O facto foi avançado pelo director do Comércio Externo, Lukonde Luansi, à margem de um encontro recente com despachantes oficiais. Sem revelar o número de sanções, acrescentando que os valores arrecadados resultam das multas emitidas pela Inspecção Geral do Comércio.
O responsável adiantou que desde a criação da unidade de reconciliação de dados, que tem por objectivo verificar o processo desde a primeira até à última factura de importação e exportação, foram registadas várias irregularidades e actos criminais, tendo os processos sido encaminhados para a Procuradoria-geral da República (PGR) e outros foram sancionados pela Inspecção Geral do
Ministério do Comércio.

Constrangimentos
Sublinhou também que os operadores económicos, às vezes, apresentam facturas em diversas línguas que não facilita o trabalho de inspenção.
“Os despachantes são os intermediários entre os operadores económicos e o Ministério do Comércio no sentido de anexar uma factura em língua portuguesa”, realçou
em entrevista à Angop.
Lukonde Luansi esclareceu ainda que o encontro serviu para recolher as propostas para a revisão do Decreto Presidencial nº 75/17 de 7 de Abril, que regula os procedimentos administrativos das operações de importação e exportação.
No que diz respeito ao Decreto, clarificou que o Documento Único (DU), que actualmente tem a validade de 60 dias, passará para 120 dias e o certificado de exportador, que actualmente tem prazo anual, passará a cinco anos de duração.
Na ocasião, a secretária da Câmara dos Despachantes Oficiais de Angola, Ilda Martins e Sousa, disse que os membros estão a trabalhar para apresentar as propostas para a revisão do Decreto 75/17, nomeadamente, as facturas que estejam em línguas estrangeiras para serem traduzidas em português e a prorrogação da licença para importação dos produtos de 60 para 120 dias.

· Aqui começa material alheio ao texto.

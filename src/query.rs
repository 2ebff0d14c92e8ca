//! Client-side filtering, sorting and paging over already-fetched lists.
//!
//! Every function here is pure: the same input and configuration always give
//! the same output, regardless of whether the list came from the backend or
//! from the mock store.

use crate::model::{Keyword, Mention, Sentiment, UnknownVariant};
use std::cmp::Ordering;
use std::fmt;
use std::str::FromStr;

#[derive(Debug, Clone, Copy, PartialEq, Eq, Default, clap::ValueEnum)]
pub enum SortField {
    #[default]
    CreatedAt,
    Sentiment,
    Platform,
    Score,
}

impl SortField {
    /// Name used by the `/mentions/search` endpoint.
    pub fn api_name(&self) -> &'static str {
        match self {
            SortField::CreatedAt => "created_at",
            SortField::Sentiment => "sentiment",
            SortField::Platform => "platform",
            SortField::Score => "sentiment_score",
        }
    }
}

#[derive(Debug, Clone, Copy, PartialEq, Eq, Default, clap::ValueEnum)]
pub enum SortOrder {
    Asc,
    #[default]
    Desc,
}

impl SortOrder {
    pub fn as_str(&self) -> &'static str {
        match self {
            SortOrder::Asc => "asc",
            SortOrder::Desc => "desc",
        }
    }

    pub fn toggled(self) -> Self {
        match self {
            SortOrder::Asc => SortOrder::Desc,
            SortOrder::Desc => SortOrder::Asc,
        }
    }

    /// Applies the direction to an ascending comparison. Equal stays equal,
    /// so a stable sort keeps ties in input order either way.
    pub fn apply(self, ordering: Ordering) -> Ordering {
        match self {
            SortOrder::Asc => ordering,
            SortOrder::Desc => ordering.reverse(),
        }
    }
}

#[derive(Debug, Clone, Copy, PartialEq, Eq, Default)]
pub enum SentimentFilter {
    #[default]
    All,
    Only(Sentiment),
}

impl SentimentFilter {
    pub fn matches(&self, sentiment: Sentiment) -> bool {
        match self {
            SentimentFilter::All => true,
            SentimentFilter::Only(wanted) => *wanted == sentiment,
        }
    }

    pub fn as_option(&self) -> Option<Sentiment> {
        match self {
            SentimentFilter::All => None,
            SentimentFilter::Only(s) => Some(*s),
        }
    }
}

impl fmt::Display for SentimentFilter {
    fn fmt(&self, f: &mut fmt::Formatter<'_>) -> fmt::Result {
        match self {
            SentimentFilter::All => f.write_str("all"),
            SentimentFilter::Only(s) => write!(f, "{}", s),
        }
    }
}

impl FromStr for SentimentFilter {
    type Err = UnknownVariant;

    fn from_str(s: &str) -> Result<Self, Self::Err> {
        if s.trim().eq_ignore_ascii_case("all") {
            Ok(SentimentFilter::All)
        } else {
            s.parse().map(SentimentFilter::Only)
        }
    }
}

#[derive(Debug, Clone, PartialEq, Eq)]
pub struct ViewConfig {
    pub text_query: Option<String>,
    pub sentiment: SentimentFilter,
    /// Day prefix (`YYYY-MM-DD`) matched against the timestamp as received.
    pub date_filter: Option<String>,
    pub sort_field: SortField,
    pub sort_order: SortOrder,
    pub page_size: usize,
    pub page_index: usize,
}

impl Default for ViewConfig {
    fn default() -> Self {
        Self {
            text_query: None,
            sentiment: SentimentFilter::All,
            date_filter: None,
            sort_field: SortField::CreatedAt,
            sort_order: SortOrder::Desc,
            page_size: 20,
            page_index: 0,
        }
    }
}

impl ViewConfig {
    /// Header-click behaviour: the active column flips direction, a new
    /// column starts descending.
    pub fn sort_by(&mut self, field: SortField) {
        if self.sort_field == field {
            self.sort_order = self.sort_order.toggled();
        } else {
            self.sort_field = field;
            self.sort_order = SortOrder::Desc;
        }
    }
}

pub fn matches_text(mention: &Mention, query: Option<&str>) -> bool {
    match query {
        None | Some("") => true,
        Some(q) => mention.text.to_lowercase().contains(&q.to_lowercase()),
    }
}

pub fn matches_date(mention: &Mention, prefix: Option<&str>) -> bool {
    match prefix {
        None | Some("") => true,
        Some(p) => mention.created_at_literal().starts_with(p),
    }
}

/// Ascending comparison on a single column.
pub fn compare(a: &Mention, b: &Mention, field: SortField) -> Ordering {
    match field {
        SortField::CreatedAt => a.created_at.cmp(&b.created_at),
        SortField::Sentiment => a.sentiment.as_str().cmp(b.sentiment.as_str()),
        SortField::Platform => a.platform.as_str().cmp(b.platform.as_str()),
        SortField::Score => a.score().total_cmp(&b.score()),
    }
}

/// Filters then sorts, in that order. Pagination is left to the caller so
/// that counts reflect the whole filtered set.
pub fn filter_and_sort(mentions: &[Mention], config: &ViewConfig) -> Vec<Mention> {
    let mut rows: Vec<Mention> = mentions
        .iter()
        .filter(|m| matches_text(m, config.text_query.as_deref()))
        .filter(|m| config.sentiment.matches(m.sentiment))
        .filter(|m| matches_date(m, config.date_filter.as_deref()))
        .cloned()
        .collect();

    rows.sort_by(|a, b| config.sort_order.apply(compare(a, b, config.sort_field)));
    rows
}

pub fn page_count(len: usize, page_size: usize) -> usize {
    if page_size == 0 {
        0
    } else {
        len.div_ceil(page_size)
    }
}

/// The `page_index`-th window of `page_size` items. Out-of-range pages are
/// empty.
pub fn page<T>(items: &[T], page_size: usize, page_index: usize) -> &[T] {
    if page_size == 0 {
        return &[];
    }
    let start = page_index.saturating_mul(page_size).min(items.len());
    let end = start.saturating_add(page_size).min(items.len());
    &items[start..end]
}

#[derive(Debug, Clone, Copy, PartialEq, Eq, Default, clap::ValueEnum)]
pub enum KeywordSort {
    Name,
    #[default]
    Date,
}

pub fn filter_keywords(
    keywords: &[Keyword],
    search: &str,
    sort: KeywordSort,
    order: SortOrder,
) -> Vec<Keyword> {
    let needle = search.to_lowercase();
    let mut rows: Vec<Keyword> = keywords
        .iter()
        .filter(|k| !k.keyword.is_empty() && k.keyword.to_lowercase().contains(&needle))
        .cloned()
        .collect();

    rows.sort_by(|a, b| {
        let ordering = match sort {
            KeywordSort::Name => a.keyword.cmp(&b.keyword),
            KeywordSort::Date => a.created_at.cmp(&b.created_at),
        };
        order.apply(ordering)
    });
    rows
}
use crate::model::Sentiment;

pub const POSITIVE_SAMPLES: [&str; 5] = [
    "Absolutely loving the new features, amazing work!",
    "Best product in the market, highly recommend!",
    "Finally found exactly what I was looking for.",
    "Outstanding customer service and quality.",
    "This company truly cares about their users.",
];

pub const NEGATIVE_SAMPLES: [&str; 5] = [
    "Disappointed with the recent changes.",
    "Not worth the price anymore.",
    "Customer support was unhelpful.",
    "Quality has declined significantly.",
    "Better alternatives available.",
];

pub const NEUTRAL_SAMPLES: [&str; 5] = [
    "The company announced new features today.",
    "Market share remains stable this quarter.",
    "Planning to update their website soon.",
    "New partnerships coming in Q1.",
    "Expanding to new regions.",
];

pub fn samples_for(sentiment: Sentiment) -> &'static [&'static str] {
    match sentiment {
        Sentiment::Positive => &POSITIVE_SAMPLES,
        Sentiment::Negative => &NEGATIVE_SAMPLES,
        Sentiment::Neutral => &NEUTRAL_SAMPLES,
    }
}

Referiu que a principal preocupação da câmara está relacionada com a demora dos pagamentos pelos bancos comerciais, mesmo depois de serem entregues as licenças.

Comércio Transfronteiriço
A exportação e importação de bens e serviços por pequenas, micro e médias empresas, geralmente referidas como comércio transfronteiriço é uma importante forma de comércio em muitas economias em desenvolvimento do mundo.
Infelizmente, ele é amplamente ignorado por Governos, economistas e pesquisadores, segundo o director da Direcção Nacional do Comércio Externo Lukonde Luansi, numa comunicação publicada no livro “O Comércio Externo- Como factor do desenvolvimento socioeconómico ” do pesquisador
Natálio Vicente.
A fonte afirma que o comércio regional é baixo na África Subsaariana, mas uma grande parte do comércio regional é informal, ou seja, não registada em dados oficiais. Este fenómeno causa muitos prejuízos ao Governo e facilita aos operadores branqueamento de capitais e criação do comércio negro.
O especialista afirmou que o comércio entre os países africanos é bastante baixo, apesar dos esforços significativos para promover o comércio regional.
A maioria dos acordos da comunidade económica entre membros acima dos níveis inicialmente baixos.
A participação das importações intra-regionais no total das importações nos principais acordos comerciais regionais no continente permaneceu, desde 2010 entre 2 a 15 por cento.